Thursday, March 14, 2013

Water- A Given Right Or The Right To Charge Big $?

Hello to my Virtual Friends,
    It has been a few weeks since I last blogged but have been very busy with school, work and life. In one of my graduate classes we are assigned  books to which we read and write a critique. One of the books that is showing some great insight on the issues of our economic times that goes hand in hand with today's society is 'Pedagogy of the Poor: Building the Movement to End Poverty' written by Willie Baptist and Jan Rehmann. The reason I bring this book up is for a few reasons: First, they talk about the issue of poverty and its never-ending cycle which can be useful teaching  Earth Science in a similar area. Second, the book raises the idea that as long as the 'higher-ups' can conquer and divide a group, there will always be a bottom. The third and most important reason to this blog today is that the working-poor classes' communities are having their most fundamental rights threatened by big private firms and companies.
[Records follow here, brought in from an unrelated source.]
//! Agent tuning knobs.

use dv_core::Cost;

/// Per-agent protocol options.
///
/// The default is plain Bellman-Ford distance vector: every neighbour is sent
/// the agent's own row verbatim and any finite cost is a valid metric.
#[derive(Clone, Debug, Default, PartialEq, Eq)]
#[cfg_attr(feature = "serde", derive(serde::Serialize, serde::Deserialize))]
#[cfg_attr(feature = "serde", serde(default))]
pub struct AgentConfig {
    /// Advertise `INFINITY` to neighbour `k` for every destination currently
    /// routed through `k`.  Stops two-node count-to-infinity loops.
    pub poisoned_reverse: bool,

    /// Treat any path cost at or above this value as unreachable, like RIP's
    /// metric 16.  `None` disables the ceiling.
    pub max_metric: Option<Cost>,
}

impl AgentConfig {
    /// Poisoned reverse on, with the given metric ceiling.
    pub fn rip_like(max_metric: u32) -> Self {
        Self {
            poisoned_reverse: true,
            max_metric:       Some(Cost(max_metric)),
        }
    }

    /// Apply the metric ceiling to a path cost.
    #[inline]
    pub fn clamp(&self, cost: Cost) -> Cost {
        match self.max_metric {
            Some(max) if cost >= max => Cost::INFINITY,
            _ => cost,
        }
    }
}
//! Integration tests for dv-output.

#[cfg(test)]
mod csv_tests {
    use tempfile::TempDir;

    use crate::csv::CsvWriter;
    use crate::row::{TickSummaryRow, VectorUpdateRow};
    use crate::writer::OutputWriter;

    fn tmp() -> TempDir {
        tempfile::tempdir().expect("create temp dir")
    }

    fn read(dir: &TempDir, name: &str) -> (Vec<String>, Vec<csv::StringRecord>) {
        let mut rdr = csv::Reader::from_path(dir.path().join(name)).unwrap();
        let headers = rdr.headers().unwrap().iter().map(str::to_owned).collect();
        let rows = rdr.records().map(|r| r.unwrap()).collect();
        (headers, rows)
    }

    #[test]
    fn csv_files_created_with_headers() {
        let dir = tmp();
        let mut w = CsvWriter::new(dir.path()).unwrap();
        w.finish().unwrap();

        let (headers, rows) = read(&dir, "vector_updates.csv");
        assert_eq!(headers, ["tick", "node", "destination", "cost", "predecessor"]);
        assert!(rows.is_empty());

        let (headers, _) = read(&dir, "tick_summaries.csv");
        assert_eq!(headers, ["tick", "packets_delivered"]);
    }

    #[test]
    fn sentinels_written_as_inf_and_empty() {
        let dir = tmp();
        let mut w = CsvWriter::new(dir.path()).unwrap();
        w.write_vector_updates(&[
            VectorUpdateRow { tick: 4, node: 0, destination: 1, cost: Some(3), predecessor: Some(2) },
            VectorUpdateRow { tick: 4, node: 0, destination: 5, cost: None, predecessor: None },
        ])
        .unwrap();
        w.write_tick_summary(&TickSummaryRow { tick: 4, packets_delivered: 7 }).unwrap();
        w.finish().unwrap();

        let (_, rows) = read(&dir, "vector_updates.csv");
        assert_eq!(rows.len(), 2);
        assert_eq!(&rows[0][3], "3");
        assert_eq!(&rows[0][4], "2");
        assert_eq!(&rows[1][3], "inf");
        assert_eq!(&rows[1][4], "");

        let (_, rows) = read(&dir, "tick_summaries.csv");
        assert_eq!(&rows[0][0], "4");
        assert_eq!(&rows[0][1], "7");
    }

    #[test]
    fn csv_finish_idempotent() {
        let dir = tmp();
        let mut w = CsvWriter::new(dir.path()).unwrap();
        w.finish().unwrap();
        w.finish().unwrap();
    }

    #[test]
    fn missing_directory_is_an_error() {
        let dir = tmp();
        assert!(CsvWriter::new(&dir.path().join("nope")).is_err());
    }
}

#[cfg(test)]
mod observer_tests {
    use tempfile::TempDir;

    use dv_agent::AgentConfig;
    use dv_core::{Cost, Topology};
    use dv_sim::{SimBuilder, SimConfig};

    use crate::row::{TickSummaryRow, VectorUpdateRow};
    use crate::writer::OutputWriter;
    use crate::{CsvWriter, OutputResult, TraceObserver};

    /// In-memory writer for checking what the observer emits.
    #[derive(Default)]
    struct Collect {
        updates:   Vec<VectorUpdateRow>,
        summaries: Vec<TickSummaryRow>,
        finished:  usize,
    }

    impl OutputWriter for Collect {
        fn write_vector_updates(&mut self, rows: &[VectorUpdateRow]) -> OutputResult<()> {
            self.updates.extend_from_slice(rows);
            Ok(())
        }
        fn write_tick_summary(&mut self, row: &TickSummaryRow) -> OutputResult<()> {
            self.summaries.push(*row);
            Ok(())
        }
        fn finish(&mut self) -> OutputResult<()> {
            self.finished += 1;
            Ok(())
        }
    }

    /// Fails every write.
    struct Broken;

    impl OutputWriter for Broken {
        fn write_vector_updates(&mut self, _rows: &[VectorUpdateRow]) -> OutputResult<()> {
            Err(std::io::Error::other("disk full").into())
        }
        fn write_tick_summary(&mut self, _row: &TickSummaryRow) -> OutputResult<()> {
            Err(std::io::Error::other("disk full").into())
        }
        fn finish(&mut self) -> OutputResult<()> {
            Ok(())
        }
    }

    fn line() -> Topology {
        Topology::new(3).link(0, 1, 1).link(1, 2, 1)
    }

    #[test]
    fn records_changed_vectors_and_summaries() {
        let mut sim = SimBuilder::new(line()).build().unwrap();
        let mut obs = TraceObserver::new(Collect::default());
        let report = sim.run(&mut obs).unwrap();
        assert!(obs.take_error().is_none());

        let out = obs.into_writer();
        assert_eq!(out.finished, 1);
        // Nodes 0 and 2 change at tick 1, three destinations each.
        assert_eq!(out.updates.len(), 6);
        let last_of_0 = out.updates[2];
        assert_eq!(last_of_0, VectorUpdateRow {
            tick:        1,
            node:        0,
            destination: 2,
            cost:        Some(2),
            predecessor: Some(1),
        });
        assert_eq!(out.updates[0].predecessor, None);

        let delivered: u64 = out.summaries.iter().map(|s| s.packets_delivered).sum();
        assert_eq!(delivered, report.packets_delivered);
        assert_eq!(out.summaries.last().map(|s| s.tick), Some(report.final_tick.0));
    }

    #[test]
    fn unreachable_rows_after_partition() {
        let config = SimConfig { agent: AgentConfig::rip_like(16), ..SimConfig::default() };
        let mut sim = SimBuilder::new(line())
            .config(config)
            .link_change(20, 1, 2, Cost::INFINITY)
            .build()
            .unwrap();
        let mut obs = TraceObserver::new(Collect::default());
        sim.run(&mut obs).unwrap();

        let out = obs.into_writer();
        let final_0_to_2 = out
            .updates
            .iter()
            .filter(|r| r.node == 0 && r.destination == 2)
            .last()
            .copied()
            .unwrap();
        assert_eq!(final_0_to_2.cost, None);
        assert_eq!(final_0_to_2.predecessor, None);
    }

    #[test]
    fn first_write_error_is_kept() {
        let mut sim = SimBuilder::new(line()).build().unwrap();
        let mut obs = TraceObserver::new(Broken);
        sim.run(&mut obs).unwrap();
        assert!(matches!(obs.take_error(), Some(crate::OutputError::Io(_))));
        assert!(obs.take_error().is_none());
    }

    #[test]
    fn integration_csv() {
        let dir: TempDir = tempfile::tempdir().unwrap();
        let mut sim = SimBuilder::new(line()).link_change(10, 0, 1, 4).build().unwrap();
        let mut obs = TraceObserver::new(CsvWriter::new(dir.path()).unwrap());
        let report = sim.run(&mut obs).unwrap();
        assert!(obs.take_error().is_none());

        let mut rdr = csv::Reader::from_path(dir.path().join("vector_updates.csv")).unwrap();
        let rows = rdr.records().count() as u64;
        assert_eq!(rows, report.vector_changes * 3);

        let mut rdr = csv::Reader::from_path(dir.path().join("tick_summaries.csv")).unwrap();
        assert!(rdr.records().count() > 0);
    }
}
While reading these case studies I could not help but get angry at these corporations who think they can just come into a town and make it theirs without the consent of the present families and communities there first. Here is an excerpt from the book'Pedagogy of the Poor':                                                                                                                                            
                                    
                    'In addition to service cuts, a move towards privatization began with the hiring of a former vice president of a privatization consulting firm based in Atlanta to perform the daily administration of the city. He hired a former vice president to run the water department in Highland Park. This new administrator raised the water rates steeply and subcontracted the water department's collection to a private firm, which sent employees carrying firearms to shut of people's water. The city administrator has instituted a policy for adding delinquent water bills to the property tax owed for a home. The city then began to foreclose on homes people who could not pay their water bill. In some cases, children were seized from parents who could not pay their water bill and placed in foster care. Highland Park's new water rates are among the highest rates in the country. It should be no surprise, then, that almost half of Highland Park households have been slated for water shutoff. At the same time, these two administrators were paid $300,000 a year for the part-time work they perform for the financially strapped city (p.87).'
                                             
How did you feel after reading that passage?
What would you do if your town was bought up by a privatization firm and raised your water bills?
Would you move? Stay your ground and fight for what is right?
Would you work for a corrupt firm if they paid you a ridiculous amount of money even though you would be hurting thousands?
                                             

Those are the type of questions that ran through my mind after I read this excerpt. It saddens me that in today's world we are privileged enough to have technology to make our lives easier but all it's really doing is putting people out of work and out of money faster than they are being replenished.  
                                                       
Teaching  the Water Cycle for me used to mean defining words sch as infiltration, evapotranspiration, runoff, condensation, etc. and the idea that it is trying to stay in balance. I know now that it is way more complex than that; I now should be informing my students about the downside of corporations, what they are doing to families like ourselves, and the empowerment to stand up for what they know is right and just. Students need to be aware of what they will be facing in the future and encourage them to do the right thing.